For background, read this article from Harvard Business Review:
A Tool to Map Your Next Digital Initiative (article)

This is Causality, not a game show but a tool that will help you understand cause and effect. With my focus on change, value and outcomes, I try to understand how each change contributes to the desired outcome. Which changes might really have the impact we want? However, causation is no longer a simple 1:1 relationship or hierarchical tree. And we also need a little more structure than a completely free form strategy map.

A Dependency Network shows how the benefits from change can be realized to achieve the desired outcomes. More structured than a strategy map, more insightful than a "balanced" scorecard, such a graph helps us work through the inter-relationships, dependencies and contributions so we can prioritize and invest accordingly.

The idea of a webtool has been tried several times by individuals and organizations. Building on some of these ideas, I have developed a "canvas" that will not only allow you to draw and work with a BDN, but also connects back to a benchmark and database. As you drag and drop shapes, it suggests wording for the outcomes, changes, enablers, etc. pulling from a database of projects and ideas collated over 20 years. Finally, as you connect the elements to indicate the dependencies, it suggests their contribution, again based on project data and within the bounds of reality, drawing from previous BDN experience as well as industry norms and process benchmarks (such as APQC). Finally, by highlighting or dimming unrelated elements, the text for a "story with numbers" emerges for use in the apocryphal elevator conversation.

The tool has been in beta for several years and a few close friends have tried their hand; now it is time to let everyone go for it. If you are interested, then please let me know. There is a quick video intro and I am working on a "Wizard" to get you going quicker.

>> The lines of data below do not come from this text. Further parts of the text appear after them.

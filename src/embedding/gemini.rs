//! Gemini REST 클라이언트 - 임베딩 + 공용 전송 계층
//!
//! source: https://ai.google.dev/gemini-api/docs/embeddings
//!
//! `GeminiTransport`는 레이트 리미터와 재시도(429/전송 오류 시 지수 백오프)를
//! 묶은 POST 헬퍼이며, 생성 모델(`enhance::GeminiGenerator`)도 같이 씁니다.

use std::sync::Arc;
use std::time::{Duration, Instant};

use anyhow::{Context, Result};
use async_trait::async_trait;
use serde::de::DeserializeOwned;
use serde::{Deserialize, Serialize};
use tokio::sync::Mutex;

use crate::config::EmbeddingConfig;

use super::{EmbeddingProvider, DEFAULT_DIMENSION, SUPPORTED_DIMENSIONS};

/// Gemini API 기본 주소
pub const DEFAULT_BASE_URL: &str = "https://generativelanguage.googleapis.com/v1beta";

/// 기본 임베딩 모델 (MRL 지원)
pub const DEFAULT_EMBEDDING_MODEL: &str = "gemini-embedding-001";

/// Rate Limiter 설정 (Gemini 무료 티어: 60 RPM)
const RATE_LIMIT_RPM: u32 = 60;
const RATE_LIMIT_WINDOW: Duration = Duration::from_secs(60);

/// batchEmbedContents 요청당 최대 텍스트 수
const MAX_BATCH_SIZE: usize = 100;

// ============================================================================
// Retry / Rate Limit
// ============================================================================

/// 재시도 정책
#[derive(Debug, Clone, Copy, PartialEq, Eq)]
pub struct RetryPolicy {
    /// 429/전송 오류 시 최대 재시도 횟수
    pub max_retries: u32,
    /// 첫 백오프 (시도마다 2배)
    pub initial_backoff: Duration,
    /// 호출 간 최소 딜레이 (버스트 방지)
    pub min_delay: Duration,
}

impl Default for RetryPolicy {
    fn default() -> Self {
        Self {
            max_retries: 3,
            initial_backoff: Duration::from_millis(2000),
            min_delay: Duration::from_millis(1000),
        }
    }
}

impl RetryPolicy {
    fn backoff(&self, attempt: u32) -> Duration {
        self.initial_backoff.saturating_mul(2u32.saturating_pow(attempt))
    }
}

/// Rate Limiter with minimum delay between requests
#[derive(Debug)]
struct RateLimiter {
    requests: Vec<Instant>,
    max_requests: u32,
    window: Duration,
    min_delay: Duration,
    last_request: Option<Instant>,
}

impl RateLimiter {
    fn new(max_requests: u32, window: Duration, min_delay: Duration) -> Self {
        Self {
            requests: Vec::new(),
            max_requests,
            window,
            min_delay,
            last_request: None,
        }
    }

    /// 요청 가능 여부 확인 및 대기
    async fn acquire(&mut self) {
        if let Some(last) = self.last_request {
            let elapsed = last.elapsed();
            if elapsed < self.min_delay {
                let wait_time = self.min_delay - elapsed;
                tracing::debug!("Min delay: waiting {:?}", wait_time);
                tokio::time::sleep(wait_time).await;
            }
        }

        let now = Instant::now();
        self.requests.retain(|&t| now.duration_since(t) < self.window);

        if self.requests.len() >= self.max_requests as usize {
            if let Some(&oldest) = self.requests.first() {
                let wait_time = self.window.saturating_sub(now.duration_since(oldest));
                if !wait_time.is_zero() {
                    tracing::debug!("Rate limit reached, waiting {:?}", wait_time);
                    tokio::time::sleep(wait_time).await;
                }
                let now = Instant::now();
                self.requests.retain(|&t| now.duration_since(t) < self.window);
            }
        }

        let now = Instant::now();
        self.requests.push(now);
        self.last_request = Some(now);
    }
}

// ============================================================================
// GeminiTransport
// ============================================================================

/// Gemini API 에러 응답
#[derive(Debug, Deserialize)]
struct GeminiErrorBody {
    error: GeminiErrorDetail,
}

#[derive(Debug, Deserialize)]
struct GeminiErrorDetail {
    message: String,
    #[serde(default)]
    status: String,
}

/// 레이트 리미트 + 재시도가 적용된 Gemini POST 클라이언트
#[derive(Debug, Clone)]
pub(crate) struct GeminiTransport {
    client: reqwest::Client,
    api_key: String,
    base_url: String,
    retry: RetryPolicy,
    rate_limiter: Arc<Mutex<RateLimiter>>,
}

impl GeminiTransport {
    pub(crate) fn new(api_key: String, base_url: &str, retry: RetryPolicy) -> Result<Self> {
        if api_key.trim().is_empty() {
            anyhow::bail!("Gemini API key is empty");
        }

        let client = reqwest::Client::builder()
            .timeout(Duration::from_secs(30))
            .build()
            .context("Failed to create HTTP client")?;

        Ok(Self {
            client,
            api_key,
            base_url: base_url.trim_end_matches('/').to_string(),
            retry,
            rate_limiter: Arc::new(Mutex::new(RateLimiter::new(
                RATE_LIMIT_RPM,
                RATE_LIMIT_WINDOW,
                retry.min_delay,
            ))),
        })
    }

    /// `{base_url}/{path}`로 JSON POST
    ///
    /// 429와 전송 오류는 지수 백오프로 재시도하고, 그 외 실패는 즉시 반환합니다.
    pub(crate) async fn post_json<Req, Resp>(&self, path: &str, body: &Req) -> Result<Resp>
    where
        Req: Serialize + Sync,
        Resp: DeserializeOwned,
    {
        let url = format!("{}/{}", self.base_url, path);
        let mut last_error: Option<anyhow::Error> = None;

        for attempt in 0..=self.retry.max_retries {
            {
                let mut limiter = self.rate_limiter.lock().await;
                limiter.acquire().await;
            }

            // API 키는 URL이 아닌 헤더로 전송
            let response = match self
                .client
                .post(&url)
                .header("x-goog-api-key", &self.api_key)
                .json(body)
                .send()
                .await
            {
                Ok(resp) => resp,
                Err(e) => {
                    last_error = Some(anyhow::anyhow!("Failed to send request to {}: {}", path, e));
                    if attempt < self.retry.max_retries {
                        let backoff = self.retry.backoff(attempt);
                        tracing::warn!(
                            "Request failed, retrying in {:?} (attempt {}/{})",
                            backoff,
                            attempt + 1,
                            self.retry.max_retries
                        );
                        tokio::time::sleep(backoff).await;
                    }
                    continue;
                }
            };

            let status = response.status();
            let text = response
                .text()
                .await
                .context("Failed to read response body")?;

            if status.is_success() {
                return serde_json::from_str(&text)
                    .with_context(|| format!("Failed to parse response from {}", path));
            }

            if status.as_u16() == 429 {
                last_error = Some(anyhow::anyhow!("Rate limit exceeded (429)"));
                if attempt < self.retry.max_retries {
                    let backoff = self.retry.backoff(attempt);
                    tracing::warn!(
                        "Rate limit hit (429), backing off {:?} (attempt {}/{})",
                        backoff,
                        attempt + 1,
                        self.retry.max_retries
                    );
                    tokio::time::sleep(backoff).await;
                }
                continue;
            }

            if let Ok(error) = serde_json::from_str::<GeminiErrorBody>(&text) {
                anyhow::bail!(
                    "Gemini API error ({} {}): {}",
                    status.as_u16(),
                    error.error.status,
                    error.error.message
                );
            }
            anyhow::bail!("Gemini API error ({}): {}", status, text);
        }

        Err(last_error.unwrap_or_else(|| {
            anyhow::anyhow!("Request failed after {} retries", self.retry.max_retries)
        }))
    }
}

// ============================================================================
// Request / Response
// ============================================================================

/// 임베딩 용도 (Gemini taskType)
#[derive(Debug, Clone, Copy, PartialEq, Eq, Serialize)]
#[serde(rename_all = "SCREAMING_SNAKE_CASE")]
enum TaskType {
    RetrievalDocument,
    RetrievalQuery,
}

#[derive(Debug, Serialize)]
#[serde(rename_all = "camelCase")]
struct EmbedRequest {
    model: String,
    content: EmbedContent,
    task_type: TaskType,
    #[serde(skip_serializing_if = "Option::is_none")]
    output_dimensionality: Option<usize>,
}

#[derive(Debug, Serialize)]
struct EmbedContent {
    parts: Vec<EmbedPart>,
}

#[derive(Debug, Serialize)]
struct EmbedPart {
    text: String,
}

#[derive(Debug, Serialize)]
struct BatchEmbedRequest {
    requests: Vec<EmbedRequest>,
}

#[derive(Debug, Deserialize)]
struct EmbedResponse {
    embedding: EmbeddingValues,
}

#[derive(Debug, Deserialize)]
struct BatchEmbedResponse {
    #[serde(default)]
    embeddings: Vec<EmbeddingValues>,
}

#[derive(Debug, Deserialize)]
struct EmbeddingValues {
    values: Vec<f32>,
}

// ============================================================================
// GeminiEmbedding
// ============================================================================

/// Google Gemini 임베딩 구현체
#[derive(Debug, Clone)]
pub struct GeminiEmbedding {
    transport: GeminiTransport,
    model: String,
    dimension: usize,
}

impl GeminiEmbedding {
    /// 기본 모델/차원으로 생성
    pub fn new(api_key: String) -> Result<Self> {
        Self::with_dimension(api_key, DEFAULT_DIMENSION)
    }

    /// 차원을 지정하여 생성
    ///
    /// # Arguments
    /// * `api_key` - Google AI API 키
    /// * `dimension` - 임베딩 차원 (768, 1536, 3072 중 선택)
    pub fn with_dimension(api_key: String, dimension: usize) -> Result<Self> {
        Self::build(
            api_key,
            DEFAULT_EMBEDDING_MODEL,
            dimension,
            DEFAULT_BASE_URL,
            RetryPolicy::default(),
        )
    }

    /// 설정에서 생성
    pub fn from_config(api_key: String, config: &EmbeddingConfig) -> Result<Self> {
        Self::build(
            api_key,
            &config.model,
            config.dimension,
            &config.base_url,
            RetryPolicy::default(),
        )
    }

    /// 모든 항목 지정 (테스트에서 mock 서버 주소와 짧은 백오프 사용)
    pub fn build(
        api_key: String,
        model: &str,
        dimension: usize,
        base_url: &str,
        retry: RetryPolicy,
    ) -> Result<Self> {
        if !SUPPORTED_DIMENSIONS.contains(&dimension) {
            anyhow::bail!(
                "Invalid dimension: {}. Must be 768, 1536, or 3072",
                dimension
            );
        }

        Ok(Self {
            transport: GeminiTransport::new(api_key, base_url, retry)?,
            model: model.trim_start_matches("models/").to_string(),
            dimension,
        })
    }

    /// 환경변수에서 API 키를 읽어 생성
    pub fn from_env() -> Result<Self> {
        Self::new(super::get_api_key()?)
    }

    pub fn model(&self) -> &str {
        &self.model
    }

    fn request(&self, text: &str, task_type: TaskType) -> EmbedRequest {
        EmbedRequest {
            model: format!("models/{}", self.model),
            content: EmbedContent {
                parts: vec![EmbedPart {
                    text: text.to_string(),
                }],
            },
            task_type,
            output_dimensionality: Some(self.dimension),
        }
    }

    fn check_dimension(&self, values: &[f32]) -> Result<()> {
        if values.len() != self.dimension {
            anyhow::bail!(
                "Gemini returned {} dimensions, expected {}",
                values.len(),
                self.dimension
            );
        }
        Ok(())
    }

    async fn embed_one(&self, text: &str, task_type: TaskType) -> Result<Vec<f32>> {
        // 빈 텍스트는 API 호출 없이 영벡터
        if text.trim().is_empty() {
            return Ok(vec![0.0; self.dimension]);
        }

        let path = format!("models/{}:embedContent", self.model);
        let response: EmbedResponse = self
            .transport
            .post_json(&path, &self.request(text, task_type))
            .await?;

        self.check_dimension(&response.embedding.values)?;
        Ok(response.embedding.values)
    }
}

#[async_trait]
impl EmbeddingProvider for GeminiEmbedding {
    async fn embed(&self, text: &str) -> Result<Vec<f32>> {
        self.embed_one(text, TaskType::RetrievalDocument).await
    }

    async fn embed_query(&self, query: &str) -> Result<Vec<f32>> {
        self.embed_one(query, TaskType::RetrievalQuery).await
    }

    /// batchEmbedContents로 최대 100개씩 묶어서 요청
    async fn embed_batch(&self, texts: &[String]) -> Result<Vec<Vec<f32>>> {
        let mut results: Vec<Vec<f32>> = vec![vec![0.0; self.dimension]; texts.len()];

        let pending: Vec<usize> = texts
            .iter()
            .enumerate()
            .filter(|(_, t)| !t.trim().is_empty())
            .map(|(i, _)| i)
            .collect();

        let path = format!("models/{}:batchEmbedContents", self.model);
        let total_batches = pending.len().div_ceil(MAX_BATCH_SIZE);

        for (batch_no, batch) in pending.chunks(MAX_BATCH_SIZE).enumerate() {
            tracing::debug!(
                "Embedding batch {}/{} ({} texts)",
                batch_no + 1,
                total_batches,
                batch.len()
            );

            let request = BatchEmbedRequest {
                requests: batch
                    .iter()
                    .map(|&i| self.request(&texts[i], TaskType::RetrievalDocument))
                    .collect(),
            };
            let response: BatchEmbedResponse = self.transport.post_json(&path, &request).await?;

            if response.embeddings.len() != batch.len() {
                anyhow::bail!(
                    "Gemini returned {} embeddings for {} texts",
                    response.embeddings.len(),
                    batch.len()
                );
            }
            for (&i, embedding) in batch.iter().zip(response.embeddings) {
                self.check_dimension(&embedding.values)?;
                results[i] = embedding.values;
            }
        }

        Ok(results)
    }

    fn dimension(&self) -> usize {
        self.dimension
    }

    fn name(&self) -> &str {
        &self.model
    }
}

// ============================================================================
// Tests
// ============================================================================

As a consultant, it supports your discussions around change and outcomes. More than just a drawing or diagramming tool, it will prompt you and suggest relevant items and connections as you construct a causal network using a growing database of Drivers, Outcomes, Benefits, Changes, Capabilities and Enablers. Such diagrams are also referred to as value chains or Benefits Dependency Networks but these are often seen as too complex; this tool will analyse the linkages and indicate the contribution of each and write a simple story with numbers to summarize the causes that impact the outcomes. You can save, extend or continue your work using this or other tools (even notepad) as the file format is well-formed XML, text that conforms to an extensible schema and namespace, that is published as bdn.xsd. For further information send email to david@davidslight.com


Review browser compatibility, feeback from others, development status, known bugs and fixes during the beta.
This BDN webtool draws from content developed by Cranfield University’s School of Management, simply Cranfield henceforth.

cranfield

A Benefits Dependency Network (BDN) provides a one-page understanding of drivers, outcomes, benefits, changes, capabilities and enablers to track stakeholders, measures and change contributions. Also see the Wikipedia page. For further information, contact me using david@davidslight.com
This app started by borrowing ideas from a canvas drawing tutorial by William Malone (www.williammalone.com), changed, updated and simply designed. Built with javascript, php, css and html5 for device portability.
NB: If you are interested in drawing, sketching or just doodling, and especially if you are an IT Architect, I suggest you read this post by Jen Miller: How to Draw Better.
Copyright David Slight © 2014-2017. All rights reserved.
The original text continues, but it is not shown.